Can I participate solo?

Yes. There is no minimum team size. Solo participants are welcome and compete on equal footing with teams.

Can I be on multiple teams?

Yes. However, if two teams sharing a member submit substantially overlapping agents, the worse-performing submission will be excluded from award eligibility.

Is any LLM allowed, or are there restrictions on proprietary vs open-source?

In the Open Track, any LLM is allowed - proprietary, open-source, any size. In the Cerebras Fast-Reasoning Track, submitted agents use direct Cerebras-hosted gpt-oss inference through the starter kit. Larger closed-source models may be used for internal planner, verifier, or condenser steps if the complete agent stays within the Track 2 inference-compute constraints.

Can I submit to both tracks with the same agent?

Confirmed Track 2 teams may submit to both tracks. New registrations are Track 1 only because Track 2 registration is closed. Track 2 requires the direct Cerebras gpt-oss inference setup described in the starter kit, so teams usually adapt the agent for that track.

Is Track 2 limited?

Yes. Track 2 is limited to 15 participating teams, and registration is now closed. Confirmed Track 2 teams will receive follow-up information about Cerebras access and increased rate limits compared with a free personal account.

What happens if my agent hangs during evaluation?

If your agent does not respond within the evaluator timeout, that trial is scored as a failure and evaluation continues with remaining tasks. Track 2 also has inference-compute constraints: up to 5 sequential LLM calls per baseline LLM step and token usage up to 500k input, reasoning, and output tokens on average per task.

Are API credits provided?

For official evaluation runs, LLM API costs are covered by the organizers as far as possible - no cost to you except special LLM setup or usage scenarios. For development, you normally use your own API keys. Free personal Cerebras accounts can have strict limits; Cerebras will provide increased rate limits for the competition compared with a free personal account, with access details to follow soon.

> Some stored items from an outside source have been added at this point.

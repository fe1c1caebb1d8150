//! Configuration for recon-engine
//!
//! Provides the immutable [`ReconConfig`] built once at startup:
//! queues (rule sets + endpoint sets), content validation families,
//! polling knobs and HTTP settings.
//!
//! **Priority:** CLI `--config` → `RECON_CONFIG` → platform config file → built-in defaults

use recon_common::config::{self, HttpSettings, LoggingConfig, CONFIG_ENV_VAR};
use recon_common::{Error, Result};
use serde::{Deserialize, Serialize};
use std::collections::HashSet;
use std::path::{Path, PathBuf};
use std::time::Duration;

const EURO_BASE_URL: &str = "https://6dsz2xtbx4.execute-api.us-east-1.amazonaws.com/EUROMOTORS";
const UDEP_BASE_URL: &str = "https://rx06her9g5.execute-api.us-east-1.amazonaws.com/UDEP";

/// Complete engine configuration
#[derive(Debug, Clone, PartialEq, Serialize, Deserialize)]
pub struct ReconConfig {
    #[serde(default)]
    pub logging: LoggingConfig,

    #[serde(default)]
    pub http: HttpSettings,

    #[serde(default)]
    pub polling: PollingSettings,

    #[serde(default)]
    pub upload: UploadSettings,

    #[serde(default)]
    pub reconcile: ReconcileSettings,

    /// Empty-sensitive filename families checked before upload
    #[serde(default = "default_validation_families")]
    pub validation: Vec<EmptyContentFamily>,

    /// Destination queues in classification priority order
    #[serde(default = "default_queues")]
    pub queues: Vec<QueueConfig>,
}

impl Default for ReconConfig {
    fn default() -> Self {
        Self {
            logging: LoggingConfig::default(),
            http: HttpSettings::default(),
            polling: PollingSettings::default(),
            upload: UploadSettings::default(),
            reconcile: ReconcileSettings::default(),
            validation: default_validation_families(),
            queues: default_queues(),
        }
    }
}

/// One classification rule: first matching rule in a rule set wins
#[derive(Debug, Clone, PartialEq, Eq, Serialize, Deserialize)]
pub struct ClassificationRule {
    pub subscription_id: String,
    pub include: Vec<String>,
    #[serde(default)]
    pub exclude: Vec<String>,
}

impl ClassificationRule {
    pub fn new(subscription_id: &str, include: &[&str], exclude: &[&str]) -> Self {
        Self {
            subscription_id: subscription_id.to_string(),
            include: include.iter().map(|s| s.to_string()).collect(),
            exclude: exclude.iter().map(|s| s.to_string()).collect(),
        }
    }
}

/// The four stage URLs of one queue
#[derive(Debug, Clone, PartialEq, Eq, Serialize, Deserialize)]
pub struct EndpointSet {
    pub submit_url: String,
    pub parse_url: String,
    pub sync_url: String,
    pub reconcile_url: String,
}

impl EndpointSet {
    /// Derive the stage URLs from a queue base URL
    pub fn from_base(base_url: &str) -> Self {
        let base = base_url.trim_end_matches('/');
        Self {
            submit_url: format!("{}/subir", base),
            parse_url: format!("{}/procesar", base),
            sync_url: format!("{}/sincronizar", base),
            reconcile_url: format!("{}/reconciliar", base),
        }
    }

    fn urls(&self) -> [(&'static str, &str); 4] {
        [
            ("submit_url", &self.submit_url),
            ("parse_url", &self.parse_url),
            ("sync_url", &self.sync_url),
            ("reconcile_url", &self.reconcile_url),
        ]
    }
}

/// A destination queue: its endpoints and its rule set
#[derive(Debug, Clone, PartialEq, Eq, Serialize, Deserialize)]
#[serde(try_from = "RawQueueConfig")]
pub struct QueueConfig {
    pub name: String,
    pub endpoints: EndpointSet,
    pub rules: Vec<ClassificationRule>,
}

/// File form of a queue: either `base_url` or an explicit `[endpoints]` table
#[derive(Deserialize)]
struct RawQueueConfig {
    name: String,
    #[serde(default)]
    base_url: Option<String>,
    #[serde(default)]
    endpoints: Option<EndpointSet>,
    #[serde(default)]
    rules: Vec<ClassificationRule>,
}

impl TryFrom<RawQueueConfig> for QueueConfig {
    type Error = String;

    fn try_from(raw: RawQueueConfig) -> std::result::Result<Self, Self::Error> {
        let endpoints = match (raw.endpoints, raw.base_url) {
            (Some(endpoints), _) => endpoints,
            (None, Some(base)) => EndpointSet::from_base(&base),
            (None, None) => {
                return Err(format!(
                    "queue '{}' needs either base_url or an [endpoints] table",
                    raw.name
                ))
            }
        };

        Ok(Self {
            name: raw.name,
            endpoints,
            rules: raw.rules,
        })
    }
}

impl QueueConfig {
    pub fn new(name: &str, endpoints: EndpointSet, rules: Vec<ClassificationRule>) -> Self {
        Self {
            name: name.to_string(),
            endpoints,
            rules,
        }
    }
}

/// Filename prefix family whose files are rejected when (nearly) empty
#[derive(Debug, Clone, PartialEq, Eq, Serialize, Deserialize)]
pub struct EmptyContentFamily {
    /// Reason reported when a file is rejected
    pub label: String,
    /// Lowercase filename prefixes belonging to this family
    pub prefixes: Vec<String>,
    /// Files with this many lines or fewer are rejected
    pub max_empty_lines: usize,
}

/// Size band for the reconciliation attempt budget
#[derive(Debug, Clone, Copy, PartialEq, Eq, Serialize, Deserialize)]
pub struct AttemptBand {
    pub max_lines: usize,
    pub max_attempts: u32,
}

/// Polling knobs for the synchronize and reconcile stages
#[derive(Debug, Clone, PartialEq, Eq, Serialize, Deserialize)]
pub struct PollingSettings {
    /// Retries after the first synchronize call
    #[serde(default = "default_sync_max_attempts")]
    pub sync_max_attempts: u32,

    #[serde(default = "default_sync_interval_ms")]
    pub sync_interval_ms: u64,

    #[serde(default = "default_reconcile_interval_ms")]
    pub reconcile_interval_ms: u64,

    /// Consecutive unchanged reconcile observations before giving up
    #[serde(default = "default_stability_repeats")]
    pub stability_repeats: u32,

    /// Ordered by `max_lines`; first band covering the line count wins
    #[serde(default = "default_attempt_bands")]
    pub attempt_bands: Vec<AttemptBand>,

    /// Budget for files larger than every band
    #[serde(default = "default_fallback_attempts")]
    pub fallback_attempts: u32,
}

impl Default for PollingSettings {
    fn default() -> Self {
        Self {
            sync_max_attempts: default_sync_max_attempts(),
            sync_interval_ms: default_sync_interval_ms(),
            reconcile_interval_ms: default_reconcile_interval_ms(),
            stability_repeats: default_stability_repeats(),
            attempt_bands: default_attempt_bands(),
            fallback_attempts: default_fallback_attempts(),
        }
    }
}

impl PollingSettings {
    pub fn sync_interval(&self) -> Duration {
        recon_common::time::millis_to_duration(self.sync_interval_ms)
    }

    pub fn reconcile_interval(&self) -> Duration {
        recon_common::time::millis_to_duration(self.reconcile_interval_ms)
    }

    /// Reconciliation attempt budget for a file of `line_count` lines
    pub fn reconcile_budget(&self, line_count: usize) -> u32 {
        self.attempt_bands
            .iter()
            .find(|band| line_count <= band.max_lines)
            .map(|band| band.max_attempts)
            .unwrap_or(self.fallback_attempts)
    }
}

fn default_sync_max_attempts() -> u32 {
    12
}

fn default_sync_interval_ms() -> u64 {
    2000
}

fn default_reconcile_interval_ms() -> u64 {
    1000
}

fn default_stability_repeats() -> u32 {
    2
}

fn default_attempt_bands() -> Vec<AttemptBand> {
    [(20, 3), (40, 4), (50, 5), (60, 8)]
        .into_iter()
        .map(|(max_lines, max_attempts)| AttemptBand {
            max_lines,
            max_attempts,
        })
        .collect()
}

fn default_fallback_attempts() -> u32 {
    10
}

/// Upload-time content handling
#[derive(Debug, Clone, Default, PartialEq, Eq, Serialize, Deserialize)]
pub struct UploadSettings {
    /// Convert CRLF line endings to LF before submitting
    #[serde(default)]
    pub normalize_crlf: bool,
}

/// How the reconciliation target is derived from the synchronize counts
#[derive(Debug, Clone, Copy, Default, PartialEq, Eq, Serialize, Deserialize)]
#[serde(rename_all = "snake_case")]
pub enum TargetPolicy {
    /// Target is the failed-record count
    #[default]
    FailedCount,
    /// Target is 0 when every record failed (failed == processed)
    ZeroWhenAllFailed,
}

#[derive(Debug, Clone, Copy, Default, PartialEq, Eq, Serialize, Deserialize)]
pub struct ReconcileSettings {
    #[serde(default)]
    pub target_policy: TargetPolicy,
}

fn default_validation_families() -> Vec<EmptyContentFamily> {
    vec![
        EmptyContentFamily {
            label: "SBP/BWS Vacío".to_string(),
            prefixes: vec!["sbp".to_string(), "bws".to_string()],
            max_empty_lines: 0,
        },
        EmptyContentFamily {
            label: "CDPG Vacío".to_string(),
            prefixes: vec!["cdpg".to_string()],
            max_empty_lines: 1,
        },
    ]
}

fn default_queues() -> Vec<QueueConfig> {
    vec![
        QueueConfig::new(
            "euro",
            EndpointSet::from_base(EURO_BASE_URL),
            vec![
                ClassificationRule::new("sub_YK5GU0000019", &["bws", "sbp"], &[]),
                ClassificationRule::new("sub_YK5GU0000020", &["cdpg"], &["dolares"]),
                ClassificationRule::new("sub_YK5GU0000022", &["dolares"], &[]),
                ClassificationRule::new("sub_YK5GU0000021", &["eur"], &[]),
            ],
        ),
        QueueConfig::new(
            "udep",
            EndpointSet::from_base(UDEP_BASE_URL),
            vec![
                ClassificationRule::new("sub_YK5GU0000025", &["cdpg"], &[]),
                ClassificationRule::new("sub_YK5GU0000022", &["rec"], &[]),
                ClassificationRule::new("sub_YK5GU0000023", &["bws", "sbp"], &[]),
                ClassificationRule::new("sub_YK5GU0000024", &["2103093"], &[]),
            ],
        ),
    ]
}

impl ReconConfig {
    /// Resolve, load and validate the configuration
    ///
    /// Returns the config together with the file it was read from (if any).
    pub fn load(cli_path: Option<&Path>) -> Result<(Self, Option<PathBuf>)> {
        let path = config::resolve_config_path(cli_path, CONFIG_ENV_VAR);
        let config: Self = config::load_or_default(path.as_deref())?;
        config.validate()?;
        Ok((config, path.filter(|p| p.exists())))
    }

    /// Parse and validate a TOML document
    pub fn from_toml_str(content: &str) -> Result<Self> {
        let config: Self = toml::from_str(content).map_err(|e| Error::Config(e.to_string()))?;
        config.validate()?;
        Ok(config)
    }

    /// Look up a queue by name (case-insensitive)
    pub fn queue(&self, name: &str) -> Option<&QueueConfig> {
        self.queues
            .iter()
            .find(|queue| queue.name.eq_ignore_ascii_case(name))
    }

    /// Reject configurations the engine cannot run with
    pub fn validate(&self) -> Result<()> {
        if self.queues.is_empty() {
            return Err(Error::Config("at least one queue must be configured".to_string()));
        }

        let mut names = HashSet::new();
        for queue in &self.queues {
            if !names.insert(queue.name.to_lowercase()) {
                return Err(Error::Config(format!("duplicate queue name '{}'", queue.name)));
            }

            for (field, url) in queue.endpoints.urls() {
                reqwest::Url::parse(url).map_err(|e| {
                    Error::Config(format!(
                        "queue '{}': invalid {} '{}': {}",
                        queue.name, field, url, e
                    ))
                })?;
            }

            for rule in &queue.rules {
                if rule.subscription_id.trim().is_empty() {
                    return Err(Error::Config(format!(
                        "queue '{}': rule with empty subscription_id",
                        queue.name
                    )));
                }
                if rule.include.iter().all(|k| k.trim().is_empty()) {
                    return Err(Error::Config(format!(
                        "queue '{}': rule {} has no include keywords",
                        queue.name, rule.subscription_id
                    )));
                }
            }
        }

        let bands = &self.polling.attempt_bands;
        if bands.windows(2).any(|pair| pair[0].max_lines >= pair[1].max_lines) {
            return Err(Error::Config(
                "polling.attempt_bands must be ordered by strictly increasing max_lines".to_string(),
            ));
        }
        if bands.iter().any(|band| band.max_attempts == 0) || self.polling.fallback_attempts == 0 {
            return Err(Error::Config(
                "reconcile attempt budgets must be at least 1".to_string(),
            ));
        }
        if self.http.timeout_secs == 0 {
            return Err(Error::Config(
                "http.timeout_secs must be at least 1".to_string(),
            ));
        }
        if self.polling.stability_repeats == 0 {
            return Err(Error::Config(
                "polling.stability_repeats must be at least 1".to_string(),
            ));
        }

        Ok(())
    }
}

How is the hidden test set protected?

The hidden test set is a completely novel set that is never shared with participants. Evaluation runs in a controlled environment. Agents cannot observe or extract test set tasks. Any attempt to probe the test set is a rule violation resulting in disqualification.

Will the test set be released after the competition?

Post-competition release will be decided and announced separately. The public train and validation splits are available under the MIT License.

Is this competition in-person only, or can I participate remotely?

The competition runs entirely online. You develop and submit remotely. Only the final presentations happen in-person at IJCAI-ECAI 2026 in Bremen (August 15–21), and attendance is encouraged but not required for prize eligibility.

What if I can’t attend IJCAI-ECAI 2026 to present?

Winners who cannot attend may present remotely or designate a co-author to present on their behalf. Prize eligibility is not affected by attendance.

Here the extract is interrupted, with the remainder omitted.